## What the task requires
Of all the entries below, only the lines from the one with "tarball or a" up to and including the one with "the intent-only configuration." are to be duplicated exactly.

## Information shown
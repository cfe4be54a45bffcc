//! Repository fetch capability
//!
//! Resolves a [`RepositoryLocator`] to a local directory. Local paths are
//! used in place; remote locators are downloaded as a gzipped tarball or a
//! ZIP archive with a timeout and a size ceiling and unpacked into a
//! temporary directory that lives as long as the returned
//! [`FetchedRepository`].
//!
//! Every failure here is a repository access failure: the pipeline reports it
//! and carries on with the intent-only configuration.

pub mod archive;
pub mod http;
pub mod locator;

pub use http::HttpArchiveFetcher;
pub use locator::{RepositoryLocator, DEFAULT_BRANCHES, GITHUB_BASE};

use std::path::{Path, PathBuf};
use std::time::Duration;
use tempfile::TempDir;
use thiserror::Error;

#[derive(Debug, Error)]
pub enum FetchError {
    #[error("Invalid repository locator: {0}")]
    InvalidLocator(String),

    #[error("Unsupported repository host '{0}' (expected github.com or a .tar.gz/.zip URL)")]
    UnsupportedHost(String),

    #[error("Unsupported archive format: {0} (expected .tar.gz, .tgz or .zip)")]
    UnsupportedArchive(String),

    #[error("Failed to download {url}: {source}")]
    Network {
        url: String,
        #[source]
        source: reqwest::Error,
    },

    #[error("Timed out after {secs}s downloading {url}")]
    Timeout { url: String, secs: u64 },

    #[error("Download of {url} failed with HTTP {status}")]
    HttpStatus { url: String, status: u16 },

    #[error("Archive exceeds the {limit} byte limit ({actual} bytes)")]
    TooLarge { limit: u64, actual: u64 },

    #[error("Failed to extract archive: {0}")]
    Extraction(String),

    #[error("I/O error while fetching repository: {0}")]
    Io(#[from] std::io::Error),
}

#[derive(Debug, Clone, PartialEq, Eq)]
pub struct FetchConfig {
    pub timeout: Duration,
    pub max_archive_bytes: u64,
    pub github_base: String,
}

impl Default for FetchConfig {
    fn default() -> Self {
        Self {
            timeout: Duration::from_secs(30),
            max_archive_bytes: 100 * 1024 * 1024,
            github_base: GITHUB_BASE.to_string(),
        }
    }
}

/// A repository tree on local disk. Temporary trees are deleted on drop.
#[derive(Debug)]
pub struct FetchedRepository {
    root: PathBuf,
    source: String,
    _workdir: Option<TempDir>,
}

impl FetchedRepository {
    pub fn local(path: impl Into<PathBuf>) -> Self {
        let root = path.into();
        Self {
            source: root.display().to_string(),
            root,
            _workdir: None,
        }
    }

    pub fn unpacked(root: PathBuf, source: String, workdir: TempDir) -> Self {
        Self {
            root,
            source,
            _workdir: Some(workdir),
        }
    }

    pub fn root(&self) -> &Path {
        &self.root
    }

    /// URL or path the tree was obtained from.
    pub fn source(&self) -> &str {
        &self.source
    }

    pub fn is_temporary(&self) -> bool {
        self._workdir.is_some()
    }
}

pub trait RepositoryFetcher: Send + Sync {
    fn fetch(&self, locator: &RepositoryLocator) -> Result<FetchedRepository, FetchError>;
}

* * *

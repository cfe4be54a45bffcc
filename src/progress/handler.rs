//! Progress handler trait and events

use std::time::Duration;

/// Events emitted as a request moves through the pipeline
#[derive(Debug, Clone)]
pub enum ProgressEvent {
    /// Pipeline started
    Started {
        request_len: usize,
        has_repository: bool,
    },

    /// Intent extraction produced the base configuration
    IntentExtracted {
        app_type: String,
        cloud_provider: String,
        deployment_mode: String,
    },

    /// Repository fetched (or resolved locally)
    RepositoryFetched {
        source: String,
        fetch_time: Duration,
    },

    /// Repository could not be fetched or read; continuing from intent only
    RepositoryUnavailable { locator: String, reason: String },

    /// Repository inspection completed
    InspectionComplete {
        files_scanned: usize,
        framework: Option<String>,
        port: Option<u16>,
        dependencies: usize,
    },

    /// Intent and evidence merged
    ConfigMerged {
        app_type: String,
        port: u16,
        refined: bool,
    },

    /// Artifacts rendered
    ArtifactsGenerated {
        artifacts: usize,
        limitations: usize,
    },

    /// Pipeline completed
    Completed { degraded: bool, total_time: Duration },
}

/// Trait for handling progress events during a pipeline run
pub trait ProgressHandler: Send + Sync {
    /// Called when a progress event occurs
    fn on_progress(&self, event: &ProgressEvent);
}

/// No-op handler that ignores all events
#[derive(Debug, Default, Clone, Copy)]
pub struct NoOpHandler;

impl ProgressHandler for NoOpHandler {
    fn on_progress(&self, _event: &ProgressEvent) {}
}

## Your solution
//! used in place; remote locators are downloaded as a gzipped tarball or a
//! ZIP archive with a timeout and a size ceiling and unpacked into a
//! temporary directory that lives as long as the returned
//! [`FetchedRepository`].
//!
//! Every failure here is a repository access failure: the pipeline reports it
//! and carries on with the intent-only configuration.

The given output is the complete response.